Data entries:
*** Block opens ***
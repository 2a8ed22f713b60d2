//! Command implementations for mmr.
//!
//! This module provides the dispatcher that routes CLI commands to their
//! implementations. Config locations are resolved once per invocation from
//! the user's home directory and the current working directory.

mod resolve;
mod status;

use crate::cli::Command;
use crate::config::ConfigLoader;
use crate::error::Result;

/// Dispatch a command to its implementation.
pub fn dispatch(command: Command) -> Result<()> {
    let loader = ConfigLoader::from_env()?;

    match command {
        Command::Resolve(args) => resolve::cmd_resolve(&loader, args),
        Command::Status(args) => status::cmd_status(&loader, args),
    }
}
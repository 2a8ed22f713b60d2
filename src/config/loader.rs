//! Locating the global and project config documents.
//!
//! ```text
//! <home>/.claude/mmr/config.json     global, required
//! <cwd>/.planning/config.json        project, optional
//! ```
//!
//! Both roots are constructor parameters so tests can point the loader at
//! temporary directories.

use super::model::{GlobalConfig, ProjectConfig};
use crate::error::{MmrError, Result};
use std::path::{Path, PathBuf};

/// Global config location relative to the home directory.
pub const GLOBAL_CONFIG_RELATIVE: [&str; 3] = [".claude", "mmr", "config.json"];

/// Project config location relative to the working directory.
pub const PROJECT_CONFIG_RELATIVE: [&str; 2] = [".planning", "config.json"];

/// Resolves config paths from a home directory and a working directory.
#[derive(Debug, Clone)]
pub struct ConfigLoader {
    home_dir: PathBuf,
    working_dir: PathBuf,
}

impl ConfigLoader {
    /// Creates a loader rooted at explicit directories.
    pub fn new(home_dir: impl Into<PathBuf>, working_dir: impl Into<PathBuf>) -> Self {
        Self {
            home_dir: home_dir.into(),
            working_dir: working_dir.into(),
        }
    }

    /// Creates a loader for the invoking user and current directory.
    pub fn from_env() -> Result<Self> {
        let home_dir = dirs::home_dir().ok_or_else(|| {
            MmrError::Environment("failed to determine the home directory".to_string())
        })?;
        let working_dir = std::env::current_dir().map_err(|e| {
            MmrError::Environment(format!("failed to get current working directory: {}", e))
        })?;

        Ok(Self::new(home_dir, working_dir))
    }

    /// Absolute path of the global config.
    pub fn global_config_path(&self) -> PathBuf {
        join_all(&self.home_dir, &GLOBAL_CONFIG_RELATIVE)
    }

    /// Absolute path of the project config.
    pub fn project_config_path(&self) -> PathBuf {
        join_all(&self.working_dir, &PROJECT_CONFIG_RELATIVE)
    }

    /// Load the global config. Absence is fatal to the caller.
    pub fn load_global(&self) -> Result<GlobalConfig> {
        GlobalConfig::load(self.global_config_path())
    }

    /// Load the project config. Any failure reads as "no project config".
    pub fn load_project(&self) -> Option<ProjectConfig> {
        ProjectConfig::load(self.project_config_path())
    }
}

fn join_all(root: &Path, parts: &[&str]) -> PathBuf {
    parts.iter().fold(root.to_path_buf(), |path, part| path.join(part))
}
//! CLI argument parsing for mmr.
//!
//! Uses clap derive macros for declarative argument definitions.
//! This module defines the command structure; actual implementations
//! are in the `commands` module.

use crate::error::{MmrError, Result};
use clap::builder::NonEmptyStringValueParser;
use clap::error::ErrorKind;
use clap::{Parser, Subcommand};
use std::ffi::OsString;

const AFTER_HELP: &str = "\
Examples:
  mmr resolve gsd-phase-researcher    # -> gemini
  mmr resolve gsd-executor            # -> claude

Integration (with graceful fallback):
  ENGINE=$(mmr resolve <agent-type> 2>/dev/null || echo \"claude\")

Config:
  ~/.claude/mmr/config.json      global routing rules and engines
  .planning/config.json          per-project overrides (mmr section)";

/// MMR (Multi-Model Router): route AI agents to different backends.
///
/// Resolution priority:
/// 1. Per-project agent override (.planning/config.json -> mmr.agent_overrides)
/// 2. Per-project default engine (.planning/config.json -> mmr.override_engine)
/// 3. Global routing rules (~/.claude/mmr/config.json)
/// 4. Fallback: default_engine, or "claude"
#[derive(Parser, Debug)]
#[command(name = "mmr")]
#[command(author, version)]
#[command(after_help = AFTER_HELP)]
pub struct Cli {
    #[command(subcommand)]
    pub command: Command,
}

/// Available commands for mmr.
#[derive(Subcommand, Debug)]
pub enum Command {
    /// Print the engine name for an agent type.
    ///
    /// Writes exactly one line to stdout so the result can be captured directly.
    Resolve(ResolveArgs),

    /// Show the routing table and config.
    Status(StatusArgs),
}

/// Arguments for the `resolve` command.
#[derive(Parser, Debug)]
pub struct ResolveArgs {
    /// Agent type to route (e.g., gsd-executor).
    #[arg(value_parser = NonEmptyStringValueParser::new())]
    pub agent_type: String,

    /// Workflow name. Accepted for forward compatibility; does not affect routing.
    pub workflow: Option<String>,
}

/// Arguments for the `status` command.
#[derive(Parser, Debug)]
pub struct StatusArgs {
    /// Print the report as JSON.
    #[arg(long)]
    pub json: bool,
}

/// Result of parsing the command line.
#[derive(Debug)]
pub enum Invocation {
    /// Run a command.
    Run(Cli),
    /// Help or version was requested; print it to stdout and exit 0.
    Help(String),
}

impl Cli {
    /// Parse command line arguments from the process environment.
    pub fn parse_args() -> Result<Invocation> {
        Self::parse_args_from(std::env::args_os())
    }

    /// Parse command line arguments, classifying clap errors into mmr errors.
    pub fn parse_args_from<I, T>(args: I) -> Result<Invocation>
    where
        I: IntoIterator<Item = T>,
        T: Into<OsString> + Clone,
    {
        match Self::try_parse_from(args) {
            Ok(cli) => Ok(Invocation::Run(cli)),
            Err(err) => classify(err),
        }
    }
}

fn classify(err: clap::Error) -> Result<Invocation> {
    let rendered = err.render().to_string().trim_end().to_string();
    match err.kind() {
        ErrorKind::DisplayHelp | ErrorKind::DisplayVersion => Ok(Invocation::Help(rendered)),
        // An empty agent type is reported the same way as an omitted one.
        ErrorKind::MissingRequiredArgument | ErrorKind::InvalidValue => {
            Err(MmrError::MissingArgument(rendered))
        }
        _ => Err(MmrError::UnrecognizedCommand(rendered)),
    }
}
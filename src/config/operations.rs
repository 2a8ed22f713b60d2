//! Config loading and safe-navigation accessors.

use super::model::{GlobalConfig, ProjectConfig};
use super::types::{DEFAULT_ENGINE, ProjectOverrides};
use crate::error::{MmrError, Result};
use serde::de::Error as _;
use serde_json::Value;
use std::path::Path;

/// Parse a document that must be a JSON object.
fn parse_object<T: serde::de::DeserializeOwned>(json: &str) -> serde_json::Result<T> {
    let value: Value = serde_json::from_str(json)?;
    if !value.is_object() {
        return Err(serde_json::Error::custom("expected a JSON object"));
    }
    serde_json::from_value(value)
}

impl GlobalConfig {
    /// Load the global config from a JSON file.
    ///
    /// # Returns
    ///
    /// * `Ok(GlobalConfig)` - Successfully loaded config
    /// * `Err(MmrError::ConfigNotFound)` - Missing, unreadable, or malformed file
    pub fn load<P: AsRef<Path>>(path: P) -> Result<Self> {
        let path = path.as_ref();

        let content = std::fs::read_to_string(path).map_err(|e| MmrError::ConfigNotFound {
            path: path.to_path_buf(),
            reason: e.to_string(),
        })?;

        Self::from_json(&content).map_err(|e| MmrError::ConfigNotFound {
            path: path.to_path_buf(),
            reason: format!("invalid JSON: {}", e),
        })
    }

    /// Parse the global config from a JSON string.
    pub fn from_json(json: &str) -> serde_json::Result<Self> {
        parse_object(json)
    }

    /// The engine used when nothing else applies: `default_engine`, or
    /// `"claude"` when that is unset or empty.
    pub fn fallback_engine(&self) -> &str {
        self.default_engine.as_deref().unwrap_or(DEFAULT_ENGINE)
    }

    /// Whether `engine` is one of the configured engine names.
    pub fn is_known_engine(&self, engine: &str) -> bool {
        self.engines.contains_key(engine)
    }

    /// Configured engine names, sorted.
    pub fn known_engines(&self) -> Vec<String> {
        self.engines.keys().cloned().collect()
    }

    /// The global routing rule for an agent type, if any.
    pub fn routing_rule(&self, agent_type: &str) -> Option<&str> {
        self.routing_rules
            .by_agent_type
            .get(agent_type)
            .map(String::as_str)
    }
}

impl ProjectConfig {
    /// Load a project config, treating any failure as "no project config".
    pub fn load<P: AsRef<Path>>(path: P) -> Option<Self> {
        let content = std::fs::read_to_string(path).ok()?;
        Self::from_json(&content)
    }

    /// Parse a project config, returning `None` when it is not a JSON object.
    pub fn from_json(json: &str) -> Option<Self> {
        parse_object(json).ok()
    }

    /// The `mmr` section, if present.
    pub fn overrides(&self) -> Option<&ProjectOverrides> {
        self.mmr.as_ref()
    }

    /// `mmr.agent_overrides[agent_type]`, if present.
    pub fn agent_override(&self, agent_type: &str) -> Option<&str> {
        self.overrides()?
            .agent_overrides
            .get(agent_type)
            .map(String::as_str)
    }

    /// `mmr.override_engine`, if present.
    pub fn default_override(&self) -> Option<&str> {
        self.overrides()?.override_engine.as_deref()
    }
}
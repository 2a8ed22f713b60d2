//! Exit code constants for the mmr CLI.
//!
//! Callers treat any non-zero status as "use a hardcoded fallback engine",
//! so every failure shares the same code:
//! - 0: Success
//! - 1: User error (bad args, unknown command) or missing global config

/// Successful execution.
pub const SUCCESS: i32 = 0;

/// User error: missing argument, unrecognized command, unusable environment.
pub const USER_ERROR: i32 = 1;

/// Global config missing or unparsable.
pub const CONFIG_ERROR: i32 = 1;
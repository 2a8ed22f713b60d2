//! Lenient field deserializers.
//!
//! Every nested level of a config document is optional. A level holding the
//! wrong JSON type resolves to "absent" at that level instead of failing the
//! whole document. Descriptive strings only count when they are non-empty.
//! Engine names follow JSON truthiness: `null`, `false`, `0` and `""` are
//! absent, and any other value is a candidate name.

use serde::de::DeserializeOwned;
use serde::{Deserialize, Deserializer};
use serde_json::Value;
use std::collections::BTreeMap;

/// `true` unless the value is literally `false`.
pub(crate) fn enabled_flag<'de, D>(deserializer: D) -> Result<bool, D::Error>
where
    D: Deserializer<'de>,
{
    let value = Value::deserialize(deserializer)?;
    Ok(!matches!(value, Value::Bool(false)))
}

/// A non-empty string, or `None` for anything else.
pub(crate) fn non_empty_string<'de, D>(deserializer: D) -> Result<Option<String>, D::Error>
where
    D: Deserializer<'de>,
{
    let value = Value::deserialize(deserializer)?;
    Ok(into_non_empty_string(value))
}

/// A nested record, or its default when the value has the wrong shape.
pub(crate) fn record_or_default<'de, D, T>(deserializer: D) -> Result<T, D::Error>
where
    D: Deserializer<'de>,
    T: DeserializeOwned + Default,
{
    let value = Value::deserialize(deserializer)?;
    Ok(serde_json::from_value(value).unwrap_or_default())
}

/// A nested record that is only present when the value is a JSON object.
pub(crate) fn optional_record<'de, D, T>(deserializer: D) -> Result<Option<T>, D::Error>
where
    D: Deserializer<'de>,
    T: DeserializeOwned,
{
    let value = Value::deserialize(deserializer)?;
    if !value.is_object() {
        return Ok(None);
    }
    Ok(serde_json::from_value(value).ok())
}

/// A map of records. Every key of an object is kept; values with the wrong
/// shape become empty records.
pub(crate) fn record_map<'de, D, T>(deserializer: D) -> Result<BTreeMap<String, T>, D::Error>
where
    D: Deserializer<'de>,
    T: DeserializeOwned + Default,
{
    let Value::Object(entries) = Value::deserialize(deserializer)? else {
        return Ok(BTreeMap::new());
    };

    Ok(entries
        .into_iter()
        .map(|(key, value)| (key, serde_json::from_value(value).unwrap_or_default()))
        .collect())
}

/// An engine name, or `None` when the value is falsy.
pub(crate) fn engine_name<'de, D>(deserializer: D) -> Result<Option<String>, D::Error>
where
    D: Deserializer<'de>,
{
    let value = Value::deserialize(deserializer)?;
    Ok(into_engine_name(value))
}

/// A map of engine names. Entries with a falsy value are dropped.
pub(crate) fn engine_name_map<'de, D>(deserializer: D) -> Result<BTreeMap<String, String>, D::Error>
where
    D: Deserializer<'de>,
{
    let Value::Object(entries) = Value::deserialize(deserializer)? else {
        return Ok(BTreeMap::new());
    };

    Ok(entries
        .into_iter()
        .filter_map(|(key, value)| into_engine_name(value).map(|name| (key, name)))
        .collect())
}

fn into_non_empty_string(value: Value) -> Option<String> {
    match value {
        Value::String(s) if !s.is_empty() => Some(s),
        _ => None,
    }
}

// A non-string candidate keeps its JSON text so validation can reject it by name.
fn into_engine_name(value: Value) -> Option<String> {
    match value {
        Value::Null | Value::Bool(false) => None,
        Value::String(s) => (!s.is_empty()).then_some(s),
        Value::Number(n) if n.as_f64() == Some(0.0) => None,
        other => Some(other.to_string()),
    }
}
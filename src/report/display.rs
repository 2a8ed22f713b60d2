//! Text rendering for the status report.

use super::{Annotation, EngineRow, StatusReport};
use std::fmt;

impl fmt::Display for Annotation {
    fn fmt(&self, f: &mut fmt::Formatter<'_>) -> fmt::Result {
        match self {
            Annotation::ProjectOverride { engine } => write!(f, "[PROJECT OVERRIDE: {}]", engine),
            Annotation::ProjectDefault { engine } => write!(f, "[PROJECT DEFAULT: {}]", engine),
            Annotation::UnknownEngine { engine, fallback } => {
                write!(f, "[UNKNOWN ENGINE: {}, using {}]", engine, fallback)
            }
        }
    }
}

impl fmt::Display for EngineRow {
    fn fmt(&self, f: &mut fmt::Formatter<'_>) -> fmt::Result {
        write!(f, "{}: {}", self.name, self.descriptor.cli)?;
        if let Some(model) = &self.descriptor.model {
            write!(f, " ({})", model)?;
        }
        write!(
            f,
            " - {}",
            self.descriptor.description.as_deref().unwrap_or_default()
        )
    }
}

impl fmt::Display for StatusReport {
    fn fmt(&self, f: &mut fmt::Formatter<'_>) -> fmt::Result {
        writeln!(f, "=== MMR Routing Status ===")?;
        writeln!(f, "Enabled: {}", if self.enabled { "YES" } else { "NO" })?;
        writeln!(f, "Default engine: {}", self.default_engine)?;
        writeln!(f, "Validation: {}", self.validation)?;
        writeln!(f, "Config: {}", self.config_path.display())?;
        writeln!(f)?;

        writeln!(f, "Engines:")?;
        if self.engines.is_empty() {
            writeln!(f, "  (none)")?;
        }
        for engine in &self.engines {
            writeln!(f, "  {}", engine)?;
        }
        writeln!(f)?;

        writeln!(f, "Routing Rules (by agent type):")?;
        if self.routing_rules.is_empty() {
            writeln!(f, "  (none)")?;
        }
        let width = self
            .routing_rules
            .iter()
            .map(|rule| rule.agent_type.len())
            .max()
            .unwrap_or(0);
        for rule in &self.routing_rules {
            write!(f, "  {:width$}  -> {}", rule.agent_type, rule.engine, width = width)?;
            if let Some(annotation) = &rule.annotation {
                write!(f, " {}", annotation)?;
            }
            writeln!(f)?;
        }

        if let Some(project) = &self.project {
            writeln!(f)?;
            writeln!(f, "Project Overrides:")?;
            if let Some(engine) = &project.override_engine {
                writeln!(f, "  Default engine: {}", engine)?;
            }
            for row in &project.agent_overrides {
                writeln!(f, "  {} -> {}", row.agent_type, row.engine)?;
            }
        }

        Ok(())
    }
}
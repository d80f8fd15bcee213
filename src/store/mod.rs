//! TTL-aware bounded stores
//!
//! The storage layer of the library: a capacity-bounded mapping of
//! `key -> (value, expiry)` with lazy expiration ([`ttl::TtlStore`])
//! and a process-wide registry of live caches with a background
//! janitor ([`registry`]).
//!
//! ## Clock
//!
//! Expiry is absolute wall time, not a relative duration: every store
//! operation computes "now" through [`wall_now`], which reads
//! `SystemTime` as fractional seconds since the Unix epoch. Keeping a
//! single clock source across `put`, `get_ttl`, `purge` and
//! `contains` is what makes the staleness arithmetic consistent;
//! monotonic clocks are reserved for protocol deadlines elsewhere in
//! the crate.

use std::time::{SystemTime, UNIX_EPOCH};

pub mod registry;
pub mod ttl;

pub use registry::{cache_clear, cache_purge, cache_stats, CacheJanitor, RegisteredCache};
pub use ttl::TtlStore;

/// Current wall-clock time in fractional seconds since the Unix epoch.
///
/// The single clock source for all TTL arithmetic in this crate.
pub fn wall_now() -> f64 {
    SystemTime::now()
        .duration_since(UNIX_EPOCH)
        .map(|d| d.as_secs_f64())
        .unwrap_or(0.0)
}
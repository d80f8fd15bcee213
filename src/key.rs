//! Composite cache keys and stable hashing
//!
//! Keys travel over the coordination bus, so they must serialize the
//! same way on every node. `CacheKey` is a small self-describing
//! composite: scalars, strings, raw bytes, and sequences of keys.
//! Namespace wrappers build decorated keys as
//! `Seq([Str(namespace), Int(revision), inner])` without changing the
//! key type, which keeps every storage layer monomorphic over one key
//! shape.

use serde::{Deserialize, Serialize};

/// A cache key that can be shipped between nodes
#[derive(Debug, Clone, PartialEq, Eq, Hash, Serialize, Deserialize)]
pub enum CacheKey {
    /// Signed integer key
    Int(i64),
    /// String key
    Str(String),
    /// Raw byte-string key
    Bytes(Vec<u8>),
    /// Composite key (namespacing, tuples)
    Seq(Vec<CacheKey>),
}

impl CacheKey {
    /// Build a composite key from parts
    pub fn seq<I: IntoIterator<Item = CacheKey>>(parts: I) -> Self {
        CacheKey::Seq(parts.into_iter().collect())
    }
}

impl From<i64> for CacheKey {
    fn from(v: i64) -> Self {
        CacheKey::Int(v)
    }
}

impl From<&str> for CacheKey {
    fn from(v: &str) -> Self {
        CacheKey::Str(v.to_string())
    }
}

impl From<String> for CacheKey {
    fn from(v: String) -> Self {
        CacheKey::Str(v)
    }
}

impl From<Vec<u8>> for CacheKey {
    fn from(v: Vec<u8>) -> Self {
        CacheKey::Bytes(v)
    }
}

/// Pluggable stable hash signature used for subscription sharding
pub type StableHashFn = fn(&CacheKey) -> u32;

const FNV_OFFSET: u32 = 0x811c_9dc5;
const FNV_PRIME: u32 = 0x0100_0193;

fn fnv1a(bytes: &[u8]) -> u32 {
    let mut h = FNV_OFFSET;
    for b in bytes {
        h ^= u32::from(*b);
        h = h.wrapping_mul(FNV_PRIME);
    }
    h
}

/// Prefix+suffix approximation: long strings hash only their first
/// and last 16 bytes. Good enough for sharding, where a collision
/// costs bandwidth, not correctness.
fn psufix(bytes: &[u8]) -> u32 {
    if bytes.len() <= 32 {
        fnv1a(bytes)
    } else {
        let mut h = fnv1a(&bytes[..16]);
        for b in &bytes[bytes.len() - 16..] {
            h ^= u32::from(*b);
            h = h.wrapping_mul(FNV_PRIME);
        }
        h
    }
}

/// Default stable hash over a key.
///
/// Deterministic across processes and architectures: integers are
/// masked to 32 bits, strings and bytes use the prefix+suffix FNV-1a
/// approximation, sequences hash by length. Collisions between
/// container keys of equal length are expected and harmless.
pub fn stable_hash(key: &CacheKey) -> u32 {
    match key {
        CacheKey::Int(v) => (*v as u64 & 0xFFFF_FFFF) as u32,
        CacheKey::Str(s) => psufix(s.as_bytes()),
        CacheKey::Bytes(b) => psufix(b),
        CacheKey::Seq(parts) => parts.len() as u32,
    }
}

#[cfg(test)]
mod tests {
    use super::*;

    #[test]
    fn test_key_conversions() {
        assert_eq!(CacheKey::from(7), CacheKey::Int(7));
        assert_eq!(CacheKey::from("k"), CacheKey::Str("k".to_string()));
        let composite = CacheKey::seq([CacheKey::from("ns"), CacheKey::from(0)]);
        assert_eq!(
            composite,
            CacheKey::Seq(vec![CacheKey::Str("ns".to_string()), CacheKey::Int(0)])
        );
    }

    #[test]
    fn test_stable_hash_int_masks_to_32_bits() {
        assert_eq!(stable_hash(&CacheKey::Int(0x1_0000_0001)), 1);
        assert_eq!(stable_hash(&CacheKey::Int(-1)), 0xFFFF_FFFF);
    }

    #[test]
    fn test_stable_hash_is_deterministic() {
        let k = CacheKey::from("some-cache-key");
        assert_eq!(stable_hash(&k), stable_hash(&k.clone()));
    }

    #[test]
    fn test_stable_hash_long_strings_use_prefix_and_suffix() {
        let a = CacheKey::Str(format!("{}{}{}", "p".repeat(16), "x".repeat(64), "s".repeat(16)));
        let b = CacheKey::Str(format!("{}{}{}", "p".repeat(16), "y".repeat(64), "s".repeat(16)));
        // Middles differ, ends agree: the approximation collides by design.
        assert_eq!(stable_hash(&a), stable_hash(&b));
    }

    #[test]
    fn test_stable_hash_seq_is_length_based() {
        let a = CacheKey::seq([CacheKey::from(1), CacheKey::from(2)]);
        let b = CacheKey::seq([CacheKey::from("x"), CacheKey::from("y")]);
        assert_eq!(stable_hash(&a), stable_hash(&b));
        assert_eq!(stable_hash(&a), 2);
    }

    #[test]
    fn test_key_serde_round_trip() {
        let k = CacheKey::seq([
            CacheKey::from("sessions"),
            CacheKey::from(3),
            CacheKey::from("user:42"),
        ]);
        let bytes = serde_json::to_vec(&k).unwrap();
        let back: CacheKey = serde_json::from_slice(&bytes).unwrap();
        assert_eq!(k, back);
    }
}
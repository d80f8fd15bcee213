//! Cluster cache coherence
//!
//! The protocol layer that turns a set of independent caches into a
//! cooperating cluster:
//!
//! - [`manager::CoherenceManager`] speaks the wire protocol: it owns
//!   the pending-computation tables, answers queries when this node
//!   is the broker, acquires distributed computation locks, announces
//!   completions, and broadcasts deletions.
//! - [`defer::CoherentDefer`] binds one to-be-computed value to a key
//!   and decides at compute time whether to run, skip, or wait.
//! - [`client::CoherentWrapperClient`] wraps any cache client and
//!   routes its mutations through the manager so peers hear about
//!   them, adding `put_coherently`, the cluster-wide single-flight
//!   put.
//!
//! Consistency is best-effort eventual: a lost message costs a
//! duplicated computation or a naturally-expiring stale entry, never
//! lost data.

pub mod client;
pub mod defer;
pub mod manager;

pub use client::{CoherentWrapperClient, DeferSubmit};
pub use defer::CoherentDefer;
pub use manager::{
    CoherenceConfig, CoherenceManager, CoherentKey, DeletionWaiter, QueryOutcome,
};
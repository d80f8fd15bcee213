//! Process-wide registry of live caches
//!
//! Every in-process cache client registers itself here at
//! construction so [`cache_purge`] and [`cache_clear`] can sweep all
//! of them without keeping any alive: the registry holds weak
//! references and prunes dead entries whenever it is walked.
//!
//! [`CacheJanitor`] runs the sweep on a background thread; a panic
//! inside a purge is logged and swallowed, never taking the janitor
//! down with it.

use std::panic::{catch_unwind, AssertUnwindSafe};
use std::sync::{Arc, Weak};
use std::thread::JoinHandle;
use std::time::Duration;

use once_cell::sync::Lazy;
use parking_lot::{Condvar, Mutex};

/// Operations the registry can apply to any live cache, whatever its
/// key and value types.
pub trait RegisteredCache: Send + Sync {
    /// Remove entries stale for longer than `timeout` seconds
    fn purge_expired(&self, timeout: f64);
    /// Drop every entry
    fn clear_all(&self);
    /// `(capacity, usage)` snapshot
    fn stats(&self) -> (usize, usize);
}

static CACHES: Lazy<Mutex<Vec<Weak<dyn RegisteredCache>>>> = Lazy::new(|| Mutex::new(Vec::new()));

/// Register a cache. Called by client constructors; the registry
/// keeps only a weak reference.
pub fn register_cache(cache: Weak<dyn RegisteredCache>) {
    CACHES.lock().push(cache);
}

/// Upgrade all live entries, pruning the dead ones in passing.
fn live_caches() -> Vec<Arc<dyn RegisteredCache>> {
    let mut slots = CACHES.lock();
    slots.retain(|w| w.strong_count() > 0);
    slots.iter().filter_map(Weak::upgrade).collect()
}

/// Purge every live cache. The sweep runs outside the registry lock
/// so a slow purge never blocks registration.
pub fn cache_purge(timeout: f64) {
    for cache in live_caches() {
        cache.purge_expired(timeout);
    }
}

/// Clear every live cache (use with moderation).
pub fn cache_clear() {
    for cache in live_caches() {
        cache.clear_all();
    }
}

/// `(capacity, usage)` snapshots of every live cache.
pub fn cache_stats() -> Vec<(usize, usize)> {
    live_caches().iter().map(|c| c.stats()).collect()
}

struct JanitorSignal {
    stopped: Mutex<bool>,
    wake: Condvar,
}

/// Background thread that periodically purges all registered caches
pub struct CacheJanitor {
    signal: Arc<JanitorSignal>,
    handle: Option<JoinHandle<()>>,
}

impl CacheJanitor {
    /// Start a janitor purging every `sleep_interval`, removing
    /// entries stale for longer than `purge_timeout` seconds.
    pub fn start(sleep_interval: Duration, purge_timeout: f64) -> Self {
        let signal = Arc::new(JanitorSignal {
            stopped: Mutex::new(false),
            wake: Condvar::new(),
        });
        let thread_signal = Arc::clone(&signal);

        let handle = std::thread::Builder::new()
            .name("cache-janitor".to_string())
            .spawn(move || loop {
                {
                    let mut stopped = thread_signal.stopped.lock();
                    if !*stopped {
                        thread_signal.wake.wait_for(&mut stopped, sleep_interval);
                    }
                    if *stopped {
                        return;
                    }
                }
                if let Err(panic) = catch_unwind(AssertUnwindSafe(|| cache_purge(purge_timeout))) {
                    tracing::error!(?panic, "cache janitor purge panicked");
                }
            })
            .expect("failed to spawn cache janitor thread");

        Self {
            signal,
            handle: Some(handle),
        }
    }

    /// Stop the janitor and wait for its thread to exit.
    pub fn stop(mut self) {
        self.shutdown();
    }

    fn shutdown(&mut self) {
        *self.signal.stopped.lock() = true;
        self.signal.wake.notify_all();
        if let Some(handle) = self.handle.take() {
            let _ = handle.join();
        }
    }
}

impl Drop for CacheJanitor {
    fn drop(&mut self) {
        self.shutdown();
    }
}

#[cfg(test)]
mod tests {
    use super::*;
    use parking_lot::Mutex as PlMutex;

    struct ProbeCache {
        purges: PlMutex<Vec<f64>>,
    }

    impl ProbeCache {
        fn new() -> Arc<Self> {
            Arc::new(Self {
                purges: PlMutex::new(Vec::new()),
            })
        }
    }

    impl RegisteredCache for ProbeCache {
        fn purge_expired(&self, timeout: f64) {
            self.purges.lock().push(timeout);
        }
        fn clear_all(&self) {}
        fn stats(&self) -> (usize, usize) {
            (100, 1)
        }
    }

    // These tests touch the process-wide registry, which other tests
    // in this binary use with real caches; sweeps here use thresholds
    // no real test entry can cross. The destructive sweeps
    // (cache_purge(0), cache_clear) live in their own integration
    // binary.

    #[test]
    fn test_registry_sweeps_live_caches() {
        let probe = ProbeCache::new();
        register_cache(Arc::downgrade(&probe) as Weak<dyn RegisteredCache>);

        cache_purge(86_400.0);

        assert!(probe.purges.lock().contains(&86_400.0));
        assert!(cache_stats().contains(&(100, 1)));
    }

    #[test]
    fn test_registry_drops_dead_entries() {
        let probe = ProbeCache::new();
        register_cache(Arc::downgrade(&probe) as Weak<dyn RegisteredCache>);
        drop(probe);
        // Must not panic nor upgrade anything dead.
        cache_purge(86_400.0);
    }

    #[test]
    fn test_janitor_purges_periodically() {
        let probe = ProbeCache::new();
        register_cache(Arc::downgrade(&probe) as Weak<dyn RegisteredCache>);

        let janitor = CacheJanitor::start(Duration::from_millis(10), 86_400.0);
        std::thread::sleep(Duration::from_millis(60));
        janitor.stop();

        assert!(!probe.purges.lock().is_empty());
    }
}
*** Block closes ***
## TO DO
The answer must consist of every line above that contains the word "keeps".

## SOLUTION FOR THIS TASK
// A non-string candidate keeps its JSON text so validation can reject it by name.
//! key type, which keeps every storage layer monomorphic over one key
/// keeps only a weak reference.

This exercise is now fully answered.